I should start off by confessing that Proof by David Auburn is one of my very favorite plays in recent years. So my response to the movie version is going to be at least a bit colored by bias: the movie has quite the hard time matching up the version running concurrently in my head.
Although I don’t think it’s just me: it seems pretty clear that of the four major characters, three of the actors just don’t do very well. Gwyneth Paltrow acquits herself very nicely as Catherine, the unstable daughter of an insane math genius, which makes a lot of sense when you realize that she played the role in London. Jake Gyllenhaal doesn’t fare quite as well as the romantic semi-interest; he seems a little too dazed and confused, which isn’t the worst approach to the part, but gets a little shtick-ey.

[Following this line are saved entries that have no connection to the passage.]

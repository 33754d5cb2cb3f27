//! Server configuration.
//!
//! Built with [`ServerConfig::production`] or [`ServerConfig::ephemeral`],
//! optionally overlaid from a TOML file:
//!
//! ```toml
//! port = 6565
//! bind_address = "127.0.0.1"
//! db_path = "webfs.db"          # relative to the config file
//! handshake_timeout_secs = 5
//! call_timeout_secs = 30
//! ```

use std::fs;
use std::io;
use std::net::{IpAddr, SocketAddr};
use std::path::{Path, PathBuf};
use std::time::Duration;

use serde::Deserialize;
use webfs_rpc::ConnectionOptions;
use webfs_rpc::constants::{CALL_TIMEOUT, HANDSHAKE_TIMEOUT};

use crate::constants::{DEFAULT_BIND_ADDRESS, DEFAULT_PORT};
use crate::db::{AppDb, DbResult};

#[derive(Debug, Clone, PartialEq, Eq)]
pub struct ServerConfig {
    pub bind_address: IpAddr,
    pub port: u16,
    /// `None` keeps all state in memory.
    pub db_path: Option<PathBuf>,
    pub handshake_timeout: Duration,
    pub call_timeout: Duration,
}

/// On-disk form; every field optional.
#[derive(Debug, Default, Deserialize)]
#[serde(deny_unknown_fields)]
struct ConfigFile {
    bind_address: Option<IpAddr>,
    port: Option<u16>,
    db_path: Option<PathBuf>,
    handshake_timeout_secs: Option<u64>,
    call_timeout_secs: Option<u64>,
}

impl ServerConfig {
    /// Loopback on `port`, database in the platform data directory.
    pub fn production(port: u16) -> Self {
        Self {
            db_path: Some(AppDb::default_path()),
            ..Self::ephemeral(port)
        }
    }

    /// Loopback on `port` (0 picks a free one), in-memory database.
    pub fn ephemeral(port: u16) -> Self {
        Self {
            bind_address: DEFAULT_BIND_ADDRESS,
            port,
            db_path: None,
            handshake_timeout: HANDSHAKE_TIMEOUT,
            call_timeout: CALL_TIMEOUT,
        }
    }

    /// Overlay values from a TOML file. Relative paths in the file are
    /// resolved against the file's directory.
    pub fn merge_file(mut self, path: &Path) -> io::Result<Self> {
        let text = fs::read_to_string(path)?;
        let file: ConfigFile =
            toml::from_str(&text).map_err(|e| io::Error::new(io::ErrorKind::InvalidData, e))?;
        let base = path.parent().unwrap_or_else(|| Path::new("."));

        if let Some(addr) = file.bind_address {
            self.bind_address = addr;
        }
        if let Some(port) = file.port {
            self.port = port;
        }
        if let Some(db) = file.db_path {
            self.db_path = Some(if db.is_absolute() { db } else { base.join(db) });
        }
        if let Some(secs) = file.handshake_timeout_secs {
            self.handshake_timeout = Duration::from_secs(secs);
        }
        if let Some(secs) = file.call_timeout_secs {
            self.call_timeout = Duration::from_secs(secs);
        }
        Ok(self)
    }

    pub fn bind_addr(&self) -> SocketAddr {
        SocketAddr::new(self.bind_address, self.port)
    }

    pub fn connection_options(&self) -> ConnectionOptions {
        ConnectionOptions {
            handshake_timeout: self.handshake_timeout,
            call_timeout: self.call_timeout,
            ..ConnectionOptions::default()
        }
    }

    pub fn open_db(&self) -> DbResult<AppDb> {
        match &self.db_path {
            Some(path) => AppDb::open(path),
            None => AppDb::in_memory(),
        }
    }
}

impl Default for ServerConfig {
    fn default() -> Self {
        Self::production(DEFAULT_PORT)
    }
}

#[cfg(test)]
mod tests {
    use super::*;

    #[test]
    fn test_constructors() {
        let prod = ServerConfig::production(7000);
        assert_eq!(prod.bind_addr().to_string(), "127.0.0.1:7000");
        assert!(prod.db_path.unwrap().ends_with("webfs/webfs.db"));

        let eph = ServerConfig::ephemeral(0);
        assert_eq!(eph.db_path, None);
        assert_eq!(eph.connection_options().call_timeout, CALL_TIMEOUT);
    }

    #[test]
    fn test_merge_file() {
        let dir = tempfile::tempdir().unwrap();
        let path = dir.path().join("webfs.toml");
        fs::write(
            &path,
            "port = 7100\ndb_path = \"state/webfs.db\"\ncall_timeout_secs = 3\n",
        )
        .unwrap();

        let config = ServerConfig::ephemeral(0).merge_file(&path).unwrap();
        assert_eq!(config.port, 7100);
        assert_eq!(config.db_path, Some(dir.path().join("state/webfs.db")));
        assert_eq!(config.call_timeout, Duration::from_secs(3));
        assert_eq!(config.handshake_timeout, HANDSHAKE_TIMEOUT);
    }

    #[test]
    fn test_merge_rejects_unknown_keys() {
        let dir = tempfile::tempdir().unwrap();
        let path = dir.path().join("bad.toml");
        fs::write(&path, "prot = 1\n").unwrap();
        let err = ServerConfig::ephemeral(0).merge_file(&path).unwrap_err();
        assert_eq!(err.kind(), io::ErrorKind::InvalidData);
    }
}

And then there’s Hope Davis and Anthony Hopkins, who simply drag the film down around them every time they’re onscreen. Both are hammy and broad, and Hopkins in particular embarrasses himself, acting like he’s screaming out cue cards.
Not that the director and writers do much to help them. It’s a weirdly stage-bound thing; not because it’s confined to a single set – indeed, the problem is precisely the opposite, for the film hops desperately from scene to scene and location to location; the filmmakers trot out every trick they can to distract the audience that they’re watching a play on film. It smacks of nothing so much as desperation.
Cinema history is littered with brililant and fluid stage-to-screen translations. And it’s also littered with clunky, illiterate adaptations. And now, one of the clunkers has a Pulitzer pedigree. Godammit.